What you will do | Among the entries that follow, find the lines containing the string "Instant" and copy them.

Collected data
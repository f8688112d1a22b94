//! Persistent webhook delivery: enqueuer and worker.
//!
//! [`WebhookEnqueuer`] turns domain events into queue rows: it assigns the
//! merchant-facing event id (exactly once), serializes the payload, and
//! appends to the store with `status = pending`.
//!
//! [`WebhookWorker`] is the single long-running delivery task per process.
//! Each poll cycle it claims a batch of due rows, POSTs them through the
//! `webhook_out` circuit breaker, and classifies the outcome: 2xx/3xx
//! delivers the row, anything else schedules a retry with exponential
//! backoff until the attempt budget is exhausted and the row moves to the
//! dead-letter tier. On startup the worker reclaims rows a crashed process
//! left leased in `processing`.
//!
//! Multiple processes may run workers concurrently; exclusivity comes from
//! the store's atomic claim in `dequeue_webhooks`.

use async_trait::async_trait;
use std::collections::HashMap;
use std::sync::Arc;
use std::time::{Duration, Instant};
use tokio_util::sync::CancellationToken;
use url::Url;

use crate::circuit_breaker::{BreakerError, BreakerRegistry};
use crate::clock::Clock;
use crate::error::GatewayError;
use crate::events::{PaymentEvent, RefundEvent};
use crate::hooks::{HookRegistry, WebhookDeadLettered, WebhookDelivered, WebhookRetried};
use crate::retry::RetryPolicy;
use crate::store::Store;
use crate::types::{NewWebhook, PendingWebhook, WebhookStatus};

const WEBHOOK_OUT: &str = "webhook_out";

/// Delivery configuration shared by the enqueuer and the worker.
#[derive(Debug, Clone)]
pub struct DeliveryConfig {
    /// Merchant endpoint for payment events. Unset disables payment webhooks.
    pub payment_url: Option<Url>,
    /// Merchant endpoint for refund events; falls back to `payment_url`.
    pub refund_url: Option<Url>,
    /// Extra headers attached to every delivery (auth tokens and the like).
    pub headers: HashMap<String, String>,
    /// Attempt budget and backoff curve.
    pub retry: RetryPolicy,
    /// Per-attempt HTTP timeout.
    pub timeout: Duration,
    pub poll_interval: Duration,
    pub batch_size: usize,
}

impl Default for DeliveryConfig {
    fn default() -> Self {
        Self {
            payment_url: None,
            refund_url: None,
            headers: HashMap::new(),
            retry: RetryPolicy {
                max_attempts: 5,
                initial_interval: Duration::from_secs(30),
                max_interval: Duration::from_secs(3600),
                multiplier: 2.0,
            },
            timeout: Duration::from_secs(10),
            poll_interval: Duration::from_secs(5),
            batch_size: 20,
        }
    }
}

/// Failures while POSTing a webhook to the merchant.
#[derive(Debug, thiserror::Error)]
pub enum NotifyError {
    #[error("delivery timed out")]
    Timeout,
    #[error("delivery transport failure: {0}")]
    Transport(String),
}

/// Transport used for webhook egress. The production implementation is
/// [`HttpNotifier`]; tests substitute a scripted double.
#[async_trait]
pub trait Notifier: Send + Sync {
    /// POST `payload` to `url` and return the HTTP status code.
    async fn deliver(
        &self,
        url: &Url,
        headers: &HashMap<String, String>,
        payload: &[u8],
        timeout: Duration,
    ) -> Result<u16, NotifyError>;
}

/// Webhook egress over `reqwest`.
pub struct HttpNotifier {
    http: reqwest::Client,
}

impl HttpNotifier {
    pub fn new() -> Self {
        Self {
            http: reqwest::Client::new(),
        }
    }
}

impl Default for HttpNotifier {
    fn default() -> Self {
        Self::new()
    }
}

#[async_trait]
impl Notifier for HttpNotifier {
    async fn deliver(
        &self,
        url: &Url,
        headers: &HashMap<String, String>,
        payload: &[u8],
        timeout: Duration,
    ) -> Result<u16, NotifyError> {
        let mut request = self
            .http
            .post(url.clone())
            .timeout(timeout)
            .body(payload.to_vec());
        let has_content_type = headers
            .keys()
            .any(|name| name.eq_ignore_ascii_case("content-type"));
        if !has_content_type {
            request = request.header("Content-Type", "application/json");
        }
        for (name, value) in headers {
            request = request.header(name, value);
        }
        let response = request.send().await.map_err(|err| {
            if err.is_timeout() {
                NotifyError::Timeout
            } else {
                NotifyError::Transport(err.to_string())
            }
        })?;
        Ok(response.status().as_u16())
    }
}

/// Serializes domain events and appends them to the persistent queue.
pub struct WebhookEnqueuer {
    store: Arc<dyn Store>,
    cfg: DeliveryConfig,
    clock: Arc<dyn Clock>,
    hooks: Arc<HookRegistry>,
}

impl WebhookEnqueuer {
    pub fn new(
        store: Arc<dyn Store>,
        cfg: DeliveryConfig,
        clock: Arc<dyn Clock>,
        hooks: Arc<HookRegistry>,
    ) -> Self {
        Self {
            store,
            cfg,
            clock,
            hooks,
        }
    }

    /// Enqueue a payment event. Returns the queue row id, or `None` when no
    /// payment endpoint is configured.
    pub async fn enqueue_payment(
        &self,
        mut event: PaymentEvent,
    ) -> Result<Option<u64>, GatewayError> {
        let Some(url) = self.cfg.payment_url.clone() else {
            tracing::debug!("no payment webhook endpoint configured, dropping event");
            return Ok(None);
        };
        let now = self.clock.now();
        event.prepare(now);
        let payload = serde_json::to_vec(&event)
            .map_err(|err| GatewayError::Internal(format!("payment event serialization: {err}")))?;
        let id = self
            .store
            .enqueue_webhook(NewWebhook {
                url,
                payload,
                headers: self.cfg.headers.clone(),
                event_type: "payment".to_string(),
                max_attempts: self.cfg.retry.max_attempts,
                next_attempt_at: now,
                created_at: now,
            })
            .await?;
        self.hooks.webhook_enqueued(id, "payment");
        Ok(Some(id))
    }

    /// Enqueue a refund event, falling back to the payment endpoint when no
    /// refund endpoint is configured.
    pub async fn enqueue_refund(
        &self,
        mut event: RefundEvent,
    ) -> Result<Option<u64>, GatewayError> {
        let Some(url) = self
            .cfg
            .refund_url
            .clone()
            .or_else(|| self.cfg.payment_url.clone())
        else {
            tracing::debug!("no refund webhook endpoint configured, dropping event");
            return Ok(None);
        };
        let now = self.clock.now();
        event.prepare(now);
        let payload = serde_json::to_vec(&event)
            .map_err(|err| GatewayError::Internal(format!("refund event serialization: {err}")))?;
        let id = self
            .store
            .enqueue_webhook(NewWebhook {
                url,
                payload,
                headers: self.cfg.headers.clone(),
                event_type: "refund".to_string(),
                max_attempts: self.cfg.retry.max_attempts,
                next_attempt_at: now,
                created_at: now,
            })
            .await?;
        self.hooks.refund_enqueued(&event);
        self.hooks.webhook_enqueued(id, "refund");
        Ok(Some(id))
    }
}

/// The long-running delivery task.
pub struct WebhookWorker {
    store: Arc<dyn Store>,
    notifier: Arc<dyn Notifier>,
    breakers: Arc<BreakerRegistry>,
    hooks: Arc<HookRegistry>,
    clock: Arc<dyn Clock>,
    cfg: DeliveryConfig,
    shutdown: CancellationToken,
}

impl WebhookWorker {
    pub fn new(
        store: Arc<dyn Store>,
        notifier: Arc<dyn Notifier>,
        breakers: Arc<BreakerRegistry>,
        hooks: Arc<HookRegistry>,
        clock: Arc<dyn Clock>,
        cfg: DeliveryConfig,
        shutdown: CancellationToken,
    ) -> Self {
        Self {
            store,
            notifier,
            breakers,
            hooks,
            clock,
            cfg,
            shutdown,
        }
    }

    /// Spawn the worker loop onto the runtime.
    pub fn spawn(self) -> tokio::task::JoinHandle<()> {
        tokio::spawn(self.run())
    }

    /// Main loop: reclaim orphaned leases once, then poll until shutdown.
    /// The batch in flight is always finished before exiting.
    pub async fn run(self) {
        let reclaim_cutoff = self.clock.now()
            - chrono::Duration::from_std(2 * self.cfg.poll_interval)
                .unwrap_or_else(|_| chrono::Duration::seconds(10));
        match self.store.reclaim_stale_leases(reclaim_cutoff).await {
            Ok(0) => {}
            Ok(reclaimed) => {
                tracing::info!(reclaimed, "reclaimed webhooks from stale leases");
            }
            Err(err) => {
                self.hooks
                    .storage_error("reclaim_stale_leases", &err.to_string());
            }
        }

        tracing::info!("webhook worker started");
        loop {
            tokio::select! {
                biased;

                () = self.shutdown.cancelled() => break,

                () = tokio::time::sleep(self.cfg.poll_interval) => {
                    self.drain_batch().await;
                }
            }
        }
        tracing::info!("webhook worker stopped");
    }

    /// Claim and process one batch. Returns how many rows were claimed.
    pub async fn drain_batch(&self) -> usize {
        let now = self.clock.now();
        let batch = match self.store.dequeue_webhooks(self.cfg.batch_size, now).await {
            Ok(batch) => batch,
            Err(err) => {
                self.hooks
                    .storage_error("dequeue_webhooks", &err.to_string());
                return 0;
            }
        };
        let claimed = batch.len();
        for webhook in batch {
            self.process_one(webhook).await;
        }
        claimed
    }

    async fn process_one(&self, mut webhook: PendingWebhook) {
        if let Err(err) = self
            .store
            .mark_webhook_processing(webhook.id, self.clock.now())
            .await
        {
            self.hooks
                .storage_error("mark_webhook_processing", &err.to_string());
            return;
        }
        webhook.attempts += 1;

        let started = Instant::now();
        let outcome = self
            .breakers
            .execute(WEBHOOK_OUT, || {
                self.notifier.deliver(
                    &webhook.url,
                    &webhook.headers,
                    &webhook.payload,
                    self.cfg.timeout,
                )
            })
            .await;
        let duration = started.elapsed();

        let failure = match outcome {
            Ok(status) if status < 400 => None,
            Ok(status) => Some(format!("endpoint returned status {status}")),
            Err(BreakerError::Open { service }) => Some(format!("circuit open for {service}")),
            Err(BreakerError::Inner(err)) => Some(err.to_string()),
        };

        match failure {
            None => {
                if let Err(err) = self.store.mark_webhook_success(webhook.id).await {
                    self.hooks
                        .storage_error("mark_webhook_success", &err.to_string());
                    return;
                }
                self.hooks.webhook_delivered(&WebhookDelivered {
                    id: webhook.id,
                    event_type: webhook.event_type.clone(),
                    attempts: webhook.attempts,
                    duration,
                });
            }
            Some(error) => {
                let backoff = self.cfg.retry.backoff_interval(webhook.attempts);
                let next_attempt_at = self.clock.now()
                    + chrono::Duration::from_std(backoff)
                        .unwrap_or_else(|_| chrono::Duration::seconds(30));
                match self
                    .store
                    .mark_webhook_failed(webhook.id, &error, next_attempt_at)
                    .await
                {
                    Err(err) => {
                        self.hooks
                            .storage_error("mark_webhook_failed", &err.to_string());
                    }
                    Ok(WebhookStatus::Dlq) => {
                        self.hooks.webhook_dead_lettered(&WebhookDeadLettered {
                            id: webhook.id,
                            event_type: webhook.event_type.clone(),
                            attempts: webhook.attempts,
                            error,
                        });
                    }
                    Ok(_) => {
                        self.hooks.webhook_retried(&WebhookRetried {
                            id: webhook.id,
                            event_type: webhook.event_type.clone(),
                            attempts: webhook.attempts,
                            next_attempt_at,
                            backoff,
                            error,
                        });
                    }
                }
            }
        }
    }
}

Task answer |
use std::time::{Duration, Instant};
        let started = Instant::now();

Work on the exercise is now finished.